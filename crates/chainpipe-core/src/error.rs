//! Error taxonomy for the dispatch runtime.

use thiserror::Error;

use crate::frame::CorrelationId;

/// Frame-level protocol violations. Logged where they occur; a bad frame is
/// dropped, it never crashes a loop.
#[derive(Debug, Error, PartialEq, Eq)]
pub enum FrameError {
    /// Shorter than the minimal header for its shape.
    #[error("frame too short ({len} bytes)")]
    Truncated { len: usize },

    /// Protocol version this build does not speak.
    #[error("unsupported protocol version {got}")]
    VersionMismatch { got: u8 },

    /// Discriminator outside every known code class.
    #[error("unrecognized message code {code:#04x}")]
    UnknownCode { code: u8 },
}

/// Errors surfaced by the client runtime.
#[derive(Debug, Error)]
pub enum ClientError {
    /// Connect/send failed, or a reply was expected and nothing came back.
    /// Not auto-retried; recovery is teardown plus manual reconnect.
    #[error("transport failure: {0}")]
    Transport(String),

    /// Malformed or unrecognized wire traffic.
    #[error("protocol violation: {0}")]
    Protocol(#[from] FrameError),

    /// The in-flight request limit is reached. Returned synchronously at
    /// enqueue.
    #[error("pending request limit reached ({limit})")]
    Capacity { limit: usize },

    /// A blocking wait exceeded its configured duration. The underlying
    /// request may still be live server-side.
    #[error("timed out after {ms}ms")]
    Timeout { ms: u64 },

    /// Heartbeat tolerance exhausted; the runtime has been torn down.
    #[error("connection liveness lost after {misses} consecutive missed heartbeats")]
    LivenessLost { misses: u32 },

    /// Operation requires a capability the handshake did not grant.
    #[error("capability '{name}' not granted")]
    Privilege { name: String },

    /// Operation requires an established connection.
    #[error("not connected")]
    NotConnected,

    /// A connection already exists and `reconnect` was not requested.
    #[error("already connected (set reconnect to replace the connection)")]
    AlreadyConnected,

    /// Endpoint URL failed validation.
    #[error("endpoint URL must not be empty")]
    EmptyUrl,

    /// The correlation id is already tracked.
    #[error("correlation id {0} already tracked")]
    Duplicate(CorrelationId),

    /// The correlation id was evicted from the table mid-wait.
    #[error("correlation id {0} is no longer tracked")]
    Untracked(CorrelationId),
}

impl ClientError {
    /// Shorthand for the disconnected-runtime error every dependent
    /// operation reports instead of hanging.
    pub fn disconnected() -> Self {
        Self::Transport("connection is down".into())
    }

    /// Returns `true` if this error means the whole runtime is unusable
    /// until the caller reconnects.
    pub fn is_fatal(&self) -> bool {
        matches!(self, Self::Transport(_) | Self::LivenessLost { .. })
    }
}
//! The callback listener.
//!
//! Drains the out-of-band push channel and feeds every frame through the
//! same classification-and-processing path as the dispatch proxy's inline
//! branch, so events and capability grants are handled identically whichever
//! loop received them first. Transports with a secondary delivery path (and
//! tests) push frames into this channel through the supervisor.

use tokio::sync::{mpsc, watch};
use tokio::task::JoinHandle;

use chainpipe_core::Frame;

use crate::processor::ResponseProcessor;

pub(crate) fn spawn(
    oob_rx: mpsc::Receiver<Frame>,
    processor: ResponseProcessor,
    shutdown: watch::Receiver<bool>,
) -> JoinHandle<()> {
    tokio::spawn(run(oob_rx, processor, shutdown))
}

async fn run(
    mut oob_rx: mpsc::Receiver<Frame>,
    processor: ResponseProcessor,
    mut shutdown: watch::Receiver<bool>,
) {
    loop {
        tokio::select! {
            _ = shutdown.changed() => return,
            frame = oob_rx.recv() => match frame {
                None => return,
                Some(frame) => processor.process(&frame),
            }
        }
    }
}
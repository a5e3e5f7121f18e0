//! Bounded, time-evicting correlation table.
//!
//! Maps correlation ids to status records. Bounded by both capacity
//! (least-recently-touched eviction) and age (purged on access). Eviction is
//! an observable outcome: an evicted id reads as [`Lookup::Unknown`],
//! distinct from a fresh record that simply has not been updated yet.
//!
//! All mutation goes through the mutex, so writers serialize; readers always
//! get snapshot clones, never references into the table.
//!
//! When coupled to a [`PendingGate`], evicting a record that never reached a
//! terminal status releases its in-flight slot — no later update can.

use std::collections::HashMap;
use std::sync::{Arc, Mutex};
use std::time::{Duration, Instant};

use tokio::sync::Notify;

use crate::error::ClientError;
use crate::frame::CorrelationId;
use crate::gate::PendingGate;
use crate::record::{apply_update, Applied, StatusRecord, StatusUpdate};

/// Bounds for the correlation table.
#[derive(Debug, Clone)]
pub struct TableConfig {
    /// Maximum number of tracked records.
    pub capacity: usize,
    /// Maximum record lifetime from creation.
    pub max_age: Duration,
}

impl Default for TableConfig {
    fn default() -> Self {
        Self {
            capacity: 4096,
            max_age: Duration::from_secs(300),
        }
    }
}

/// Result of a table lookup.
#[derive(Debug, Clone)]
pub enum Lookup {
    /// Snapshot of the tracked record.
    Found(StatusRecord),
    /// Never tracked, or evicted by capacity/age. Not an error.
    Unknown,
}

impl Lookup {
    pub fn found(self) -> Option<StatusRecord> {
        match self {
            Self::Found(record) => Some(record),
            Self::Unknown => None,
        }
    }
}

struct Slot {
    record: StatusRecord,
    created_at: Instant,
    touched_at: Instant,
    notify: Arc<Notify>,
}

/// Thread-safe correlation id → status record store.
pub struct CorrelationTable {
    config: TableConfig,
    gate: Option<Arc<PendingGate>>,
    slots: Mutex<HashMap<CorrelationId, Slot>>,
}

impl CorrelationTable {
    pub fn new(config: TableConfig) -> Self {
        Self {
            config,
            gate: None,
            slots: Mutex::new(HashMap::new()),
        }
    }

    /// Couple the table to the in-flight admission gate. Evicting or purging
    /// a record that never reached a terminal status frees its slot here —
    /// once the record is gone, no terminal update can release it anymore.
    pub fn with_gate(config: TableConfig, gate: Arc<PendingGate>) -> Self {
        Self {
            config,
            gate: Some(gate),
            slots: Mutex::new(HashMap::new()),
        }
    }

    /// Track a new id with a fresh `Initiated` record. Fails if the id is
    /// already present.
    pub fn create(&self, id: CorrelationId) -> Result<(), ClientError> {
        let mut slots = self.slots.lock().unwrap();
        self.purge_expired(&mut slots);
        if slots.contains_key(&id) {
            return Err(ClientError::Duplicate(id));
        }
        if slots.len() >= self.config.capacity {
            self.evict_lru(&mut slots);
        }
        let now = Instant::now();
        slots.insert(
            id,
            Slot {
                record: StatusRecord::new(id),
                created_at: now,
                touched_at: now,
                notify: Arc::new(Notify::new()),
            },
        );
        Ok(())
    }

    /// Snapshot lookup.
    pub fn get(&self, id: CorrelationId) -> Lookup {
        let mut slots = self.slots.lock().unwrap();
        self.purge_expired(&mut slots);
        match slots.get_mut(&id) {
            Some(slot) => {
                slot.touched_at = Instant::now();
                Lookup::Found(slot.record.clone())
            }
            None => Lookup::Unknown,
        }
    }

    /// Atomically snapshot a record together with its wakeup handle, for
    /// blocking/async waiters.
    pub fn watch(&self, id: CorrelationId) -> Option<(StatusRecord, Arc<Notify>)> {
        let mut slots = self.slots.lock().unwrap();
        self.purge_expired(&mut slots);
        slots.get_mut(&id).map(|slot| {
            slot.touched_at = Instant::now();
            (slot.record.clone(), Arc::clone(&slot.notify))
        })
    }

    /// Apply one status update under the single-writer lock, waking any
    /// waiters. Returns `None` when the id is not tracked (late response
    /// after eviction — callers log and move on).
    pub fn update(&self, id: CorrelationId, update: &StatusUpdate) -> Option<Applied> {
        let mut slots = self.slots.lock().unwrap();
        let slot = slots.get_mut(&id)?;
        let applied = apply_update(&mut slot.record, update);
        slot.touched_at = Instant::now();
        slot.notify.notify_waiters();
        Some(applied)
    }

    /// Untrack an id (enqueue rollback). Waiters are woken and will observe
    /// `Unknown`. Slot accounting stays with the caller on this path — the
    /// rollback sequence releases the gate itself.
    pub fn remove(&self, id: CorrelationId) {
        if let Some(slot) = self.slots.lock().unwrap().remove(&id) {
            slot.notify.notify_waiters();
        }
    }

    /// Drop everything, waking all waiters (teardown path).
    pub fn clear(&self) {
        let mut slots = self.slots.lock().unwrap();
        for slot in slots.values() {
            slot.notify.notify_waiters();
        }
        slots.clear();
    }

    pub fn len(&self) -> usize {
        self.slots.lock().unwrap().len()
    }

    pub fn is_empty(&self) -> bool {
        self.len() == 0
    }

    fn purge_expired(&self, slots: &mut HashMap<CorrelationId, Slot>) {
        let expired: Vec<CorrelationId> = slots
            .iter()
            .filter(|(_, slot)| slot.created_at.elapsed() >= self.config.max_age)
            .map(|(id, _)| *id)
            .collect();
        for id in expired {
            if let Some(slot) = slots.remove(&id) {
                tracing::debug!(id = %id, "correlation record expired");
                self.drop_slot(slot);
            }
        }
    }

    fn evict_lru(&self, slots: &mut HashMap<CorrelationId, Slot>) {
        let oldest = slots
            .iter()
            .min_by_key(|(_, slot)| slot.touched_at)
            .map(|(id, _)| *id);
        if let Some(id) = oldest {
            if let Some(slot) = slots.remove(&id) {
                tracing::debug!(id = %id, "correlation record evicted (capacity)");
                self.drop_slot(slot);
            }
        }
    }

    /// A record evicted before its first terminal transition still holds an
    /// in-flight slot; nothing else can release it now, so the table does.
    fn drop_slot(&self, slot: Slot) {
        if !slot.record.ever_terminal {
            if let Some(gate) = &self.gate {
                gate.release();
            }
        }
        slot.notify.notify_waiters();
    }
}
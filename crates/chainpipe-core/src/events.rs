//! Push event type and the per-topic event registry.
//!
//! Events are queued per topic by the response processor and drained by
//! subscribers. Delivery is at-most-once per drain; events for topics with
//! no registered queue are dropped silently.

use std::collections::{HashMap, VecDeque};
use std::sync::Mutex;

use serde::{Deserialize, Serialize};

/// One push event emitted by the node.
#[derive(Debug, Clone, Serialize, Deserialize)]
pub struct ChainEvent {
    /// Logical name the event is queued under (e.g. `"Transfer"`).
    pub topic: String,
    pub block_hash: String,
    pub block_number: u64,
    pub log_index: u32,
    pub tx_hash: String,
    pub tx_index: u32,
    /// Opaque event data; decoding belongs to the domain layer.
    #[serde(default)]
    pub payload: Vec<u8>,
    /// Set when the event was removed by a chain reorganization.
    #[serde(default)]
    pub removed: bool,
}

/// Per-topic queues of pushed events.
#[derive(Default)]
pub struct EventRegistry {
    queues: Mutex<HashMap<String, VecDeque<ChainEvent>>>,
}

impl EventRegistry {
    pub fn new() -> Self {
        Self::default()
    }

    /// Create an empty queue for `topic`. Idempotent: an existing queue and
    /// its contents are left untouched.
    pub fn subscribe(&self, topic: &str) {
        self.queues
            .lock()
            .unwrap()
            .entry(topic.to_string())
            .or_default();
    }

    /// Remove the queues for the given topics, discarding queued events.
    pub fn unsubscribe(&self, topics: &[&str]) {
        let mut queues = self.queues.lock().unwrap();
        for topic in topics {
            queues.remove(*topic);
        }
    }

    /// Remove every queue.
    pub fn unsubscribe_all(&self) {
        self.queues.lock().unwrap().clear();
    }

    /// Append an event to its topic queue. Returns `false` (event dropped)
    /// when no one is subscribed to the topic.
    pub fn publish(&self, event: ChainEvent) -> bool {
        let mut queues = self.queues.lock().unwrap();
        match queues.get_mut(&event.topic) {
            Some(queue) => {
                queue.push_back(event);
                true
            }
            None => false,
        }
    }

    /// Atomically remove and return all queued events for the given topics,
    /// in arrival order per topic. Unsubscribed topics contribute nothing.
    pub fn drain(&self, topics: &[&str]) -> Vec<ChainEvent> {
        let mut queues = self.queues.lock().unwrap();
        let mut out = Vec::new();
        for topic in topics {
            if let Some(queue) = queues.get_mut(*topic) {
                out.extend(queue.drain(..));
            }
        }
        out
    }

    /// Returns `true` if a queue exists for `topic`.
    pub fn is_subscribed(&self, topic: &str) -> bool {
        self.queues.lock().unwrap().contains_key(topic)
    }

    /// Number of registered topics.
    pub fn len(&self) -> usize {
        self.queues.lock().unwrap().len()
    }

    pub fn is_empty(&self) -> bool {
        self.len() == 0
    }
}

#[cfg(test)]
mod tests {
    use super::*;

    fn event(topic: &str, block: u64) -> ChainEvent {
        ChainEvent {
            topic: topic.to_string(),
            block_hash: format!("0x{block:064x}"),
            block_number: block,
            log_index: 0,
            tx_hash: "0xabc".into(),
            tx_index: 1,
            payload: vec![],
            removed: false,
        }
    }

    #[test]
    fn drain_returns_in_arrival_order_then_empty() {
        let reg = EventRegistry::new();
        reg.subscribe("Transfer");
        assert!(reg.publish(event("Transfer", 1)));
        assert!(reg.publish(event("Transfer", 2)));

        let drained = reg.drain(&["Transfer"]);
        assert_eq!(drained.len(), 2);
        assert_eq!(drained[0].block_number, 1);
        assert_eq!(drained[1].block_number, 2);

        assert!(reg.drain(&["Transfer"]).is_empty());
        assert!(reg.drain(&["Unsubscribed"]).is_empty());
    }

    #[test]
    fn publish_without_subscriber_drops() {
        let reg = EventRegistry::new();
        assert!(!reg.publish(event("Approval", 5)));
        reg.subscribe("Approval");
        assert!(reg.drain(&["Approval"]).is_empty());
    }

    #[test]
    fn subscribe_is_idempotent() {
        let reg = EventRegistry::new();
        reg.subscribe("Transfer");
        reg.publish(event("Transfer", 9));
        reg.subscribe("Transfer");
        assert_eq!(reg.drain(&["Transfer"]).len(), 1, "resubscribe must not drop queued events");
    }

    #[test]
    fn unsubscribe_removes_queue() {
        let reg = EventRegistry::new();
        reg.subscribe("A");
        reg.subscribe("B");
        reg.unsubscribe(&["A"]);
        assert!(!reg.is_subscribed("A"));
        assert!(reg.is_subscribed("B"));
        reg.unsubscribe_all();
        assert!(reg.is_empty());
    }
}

------------------------------------------------------------

> [WHAT TO PRODUCE] Each line from the top of the records above through the line containing "does not speak." needs to be transcribed exactly, and no line after it.

> [ANSWER FOR THE TASK]
filename crates/chainpipe-core/src/error.rs
//! Error taxonomy for the dispatch runtime.

use thiserror::Error;

use crate::frame::CorrelationId;

/// Frame-level protocol violations. Logged where they occur; a bad frame is
/// dropped, it never crashes a loop.
#[derive(Debug, Error, PartialEq, Eq)]
pub enum FrameError {
    /// Shorter than the minimal header for its shape.
    #[error("frame too short ({len} bytes)")]
    Truncated { len: usize },

    /// Protocol version this build does not speak.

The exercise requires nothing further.